===== Supplied data
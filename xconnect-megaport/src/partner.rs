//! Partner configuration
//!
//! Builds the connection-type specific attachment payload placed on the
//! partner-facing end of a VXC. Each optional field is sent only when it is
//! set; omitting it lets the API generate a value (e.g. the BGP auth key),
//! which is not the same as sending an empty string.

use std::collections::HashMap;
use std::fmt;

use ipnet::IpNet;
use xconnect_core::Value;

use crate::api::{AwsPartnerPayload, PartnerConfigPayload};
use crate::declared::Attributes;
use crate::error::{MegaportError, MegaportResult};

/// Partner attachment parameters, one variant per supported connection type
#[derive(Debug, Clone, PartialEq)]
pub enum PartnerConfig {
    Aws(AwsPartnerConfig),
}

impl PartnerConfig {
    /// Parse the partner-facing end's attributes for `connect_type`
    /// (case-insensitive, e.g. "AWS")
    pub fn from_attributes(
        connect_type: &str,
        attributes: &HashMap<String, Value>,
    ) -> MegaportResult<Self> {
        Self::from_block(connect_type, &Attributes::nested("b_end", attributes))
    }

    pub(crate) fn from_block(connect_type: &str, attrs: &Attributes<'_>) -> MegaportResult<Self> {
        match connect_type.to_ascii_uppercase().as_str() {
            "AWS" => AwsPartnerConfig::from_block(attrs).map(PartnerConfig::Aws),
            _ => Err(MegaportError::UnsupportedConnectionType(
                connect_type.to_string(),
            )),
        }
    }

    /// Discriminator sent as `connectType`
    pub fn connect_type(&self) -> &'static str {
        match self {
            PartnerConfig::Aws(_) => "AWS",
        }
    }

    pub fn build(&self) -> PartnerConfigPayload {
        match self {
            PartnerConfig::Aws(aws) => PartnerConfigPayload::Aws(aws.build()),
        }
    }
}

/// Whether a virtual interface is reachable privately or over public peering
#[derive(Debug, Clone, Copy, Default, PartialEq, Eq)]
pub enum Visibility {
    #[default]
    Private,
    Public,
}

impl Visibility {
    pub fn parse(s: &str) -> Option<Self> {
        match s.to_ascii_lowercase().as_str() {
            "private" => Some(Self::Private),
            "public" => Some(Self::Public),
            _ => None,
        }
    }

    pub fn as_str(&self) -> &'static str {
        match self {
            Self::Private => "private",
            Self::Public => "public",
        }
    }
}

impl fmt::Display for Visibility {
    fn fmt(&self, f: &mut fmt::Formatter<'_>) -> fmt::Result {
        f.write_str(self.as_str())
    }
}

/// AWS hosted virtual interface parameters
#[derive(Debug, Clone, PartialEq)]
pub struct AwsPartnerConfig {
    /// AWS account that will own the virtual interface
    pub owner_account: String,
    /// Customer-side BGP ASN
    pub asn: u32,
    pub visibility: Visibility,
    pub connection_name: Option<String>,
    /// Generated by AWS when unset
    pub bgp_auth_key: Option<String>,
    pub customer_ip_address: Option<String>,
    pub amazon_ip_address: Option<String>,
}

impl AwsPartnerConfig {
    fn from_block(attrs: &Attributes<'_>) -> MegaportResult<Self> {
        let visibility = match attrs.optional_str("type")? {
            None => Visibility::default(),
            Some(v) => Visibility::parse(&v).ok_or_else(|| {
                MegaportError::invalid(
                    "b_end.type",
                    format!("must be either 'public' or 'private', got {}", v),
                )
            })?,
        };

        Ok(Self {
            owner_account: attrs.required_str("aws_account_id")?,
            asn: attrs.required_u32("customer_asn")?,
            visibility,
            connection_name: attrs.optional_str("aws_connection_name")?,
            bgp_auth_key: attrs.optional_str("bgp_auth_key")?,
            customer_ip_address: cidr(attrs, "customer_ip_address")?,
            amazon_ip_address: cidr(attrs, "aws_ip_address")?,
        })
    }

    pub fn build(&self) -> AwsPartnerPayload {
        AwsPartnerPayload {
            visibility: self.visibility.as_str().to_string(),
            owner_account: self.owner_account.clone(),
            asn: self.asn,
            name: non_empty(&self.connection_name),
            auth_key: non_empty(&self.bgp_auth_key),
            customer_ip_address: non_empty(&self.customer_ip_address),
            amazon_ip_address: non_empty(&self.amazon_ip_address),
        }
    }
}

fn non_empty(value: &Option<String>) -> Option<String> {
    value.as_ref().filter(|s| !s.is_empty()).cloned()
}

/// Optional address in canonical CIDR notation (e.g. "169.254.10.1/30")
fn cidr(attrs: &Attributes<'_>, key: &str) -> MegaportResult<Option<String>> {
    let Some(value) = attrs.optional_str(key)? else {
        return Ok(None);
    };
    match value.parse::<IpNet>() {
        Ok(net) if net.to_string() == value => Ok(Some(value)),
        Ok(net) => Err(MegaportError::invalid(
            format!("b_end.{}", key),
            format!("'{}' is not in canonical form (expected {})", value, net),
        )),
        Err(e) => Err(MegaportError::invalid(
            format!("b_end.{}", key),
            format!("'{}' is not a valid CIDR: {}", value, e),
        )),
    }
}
==========
Task prompt
The whole listing is needed again, word for word.

Written reply
filename xconnect-megaport/src/partner.rs
//! Partner configuration
//!
//! Builds the connection-type specific attachment payload placed on the
//! partner-facing end of a VXC. Each optional field is sent only when it is
//! set; omitting it lets the API generate a value (e.g. the BGP auth key),
//! which is not the same as sending an empty string.

use std::collections::HashMap;
use std::fmt;

use ipnet::IpNet;
use xconnect_core::Value;

use crate::api::{AwsPartnerPayload, PartnerConfigPayload};
use crate::declared::Attributes;
use crate::error::{MegaportError, MegaportResult};

/// Partner attachment parameters, one variant per supported connection type
#[derive(Debug, Clone, PartialEq)]
pub enum PartnerConfig {
    Aws(AwsPartnerConfig),
}

impl PartnerConfig {
    /// Parse the partner-facing end's attributes for `connect_type`
    /// (case-insensitive, e.g. "AWS")
    pub fn from_attributes(
        connect_type: &str,
        attributes: &HashMap<String, Value>,
    ) -> MegaportResult<Self> {
        Self::from_block(connect_type, &Attributes::nested("b_end", attributes))
    }

    pub(crate) fn from_block(connect_type: &str, attrs: &Attributes<'_>) -> MegaportResult<Self> {
        match connect_type.to_ascii_uppercase().as_str() {
            "AWS" => AwsPartnerConfig::from_block(attrs).map(PartnerConfig::Aws),
            _ => Err(MegaportError::UnsupportedConnectionType(
                connect_type.to_string(),
            )),
        }
    }

    /// Discriminator sent as `connectType`
    pub fn connect_type(&self) -> &'static str {
        match self {
            PartnerConfig::Aws(_) => "AWS",
        }
    }

    pub fn build(&self) -> PartnerConfigPayload {
        match self {
            PartnerConfig::Aws(aws) => PartnerConfigPayload::Aws(aws.build()),
        }
    }
}

/// Whether a virtual interface is reachable privately or over public peering
#[derive(Debug, Clone, Copy, Default, PartialEq, Eq)]
pub enum Visibility {
    #[default]
    Private,
    Public,
}

impl Visibility {
    pub fn parse(s: &str) -> Option<Self> {
        match s.to_ascii_lowercase().as_str() {
            "private" => Some(Self::Private),
            "public" => Some(Self::Public),
            _ => None,
        }
    }

    pub fn as_str(&self) -> &'static str {
        match self {
            Self::Private => "private",
            Self::Public => "public",
        }
    }
}

impl fmt::Display for Visibility {
    fn fmt(&self, f: &mut fmt::Formatter<'_>) -> fmt::Result {
        f.write_str(self.as_str())
    }
}

/// AWS hosted virtual interface parameters
#[derive(Debug, Clone, PartialEq)]
pub struct AwsPartnerConfig {
    /// AWS account that will own the virtual interface
    pub owner_account: String,
    /// Customer-side BGP ASN
    pub asn: u32,
    pub visibility: Visibility,
    pub connection_name: Option<String>,
    /// Generated by AWS when unset
    pub bgp_auth_key: Option<String>,
    pub customer_ip_address: Option<String>,
    pub amazon_ip_address: Option<String>,
}

impl AwsPartnerConfig {
    fn from_block(attrs: &Attributes<'_>) -> MegaportResult<Self> {
        let visibility = match attrs.optional_str("type")? {
            None => Visibility::default(),
            Some(v) => Visibility::parse(&v).ok_or_else(|| {
                MegaportError::invalid(
                    "b_end.type",
                    format!("must be either 'public' or 'private', got {}", v),
                )
            })?,
        };

        Ok(Self {
            owner_account: attrs.required_str("aws_account_id")?,
            asn: attrs.required_u32("customer_asn")?,
            visibility,
            connection_name: attrs.optional_str("aws_connection_name")?,
            bgp_auth_key: attrs.optional_str("bgp_auth_key")?,
            customer_ip_address: cidr(attrs, "customer_ip_address")?,
            amazon_ip_address: cidr(attrs, "aws_ip_address")?,
        })
    }

    pub fn build(&self) -> AwsPartnerPayload {
        AwsPartnerPayload {
            visibility: self.visibility.as_str().to_string(),
            owner_account: self.owner_account.clone(),
            asn: self.asn,
            name: non_empty(&self.connection_name),
            auth_key: non_empty(&self.bgp_auth_key),
            customer_ip_address: non_empty(&self.customer_ip_address),
            amazon_ip_address: non_empty(&self.amazon_ip_address),
        }
    }
}

fn non_empty(value: &Option<String>) -> Option<String> {
    value.as_ref().filter(|s| !s.is_empty()).cloned()
}

/// Optional address in canonical CIDR notation (e.g. "169.254.10.1/30")
fn cidr(attrs: &Attributes<'_>, key: &str) -> MegaportResult<Option<String>> {
    let Some(value) = attrs.optional_str(key)? else {
        return Ok(None);
    };
    match value.parse::<IpNet>() {
        Ok(net) if net.to_string() == value => Ok(Some(value)),
        Ok(net) => Err(MegaportError::invalid(
            format!("b_end.{}", key),
            format!("'{}' is not in canonical form (expected {})", value, net),
        )),
        Err(e) => Err(MegaportError::invalid(
            format!("b_end.{}", key),
            format!("'{}' is not a valid CIDR: {}", value, e),
        )),
    }
}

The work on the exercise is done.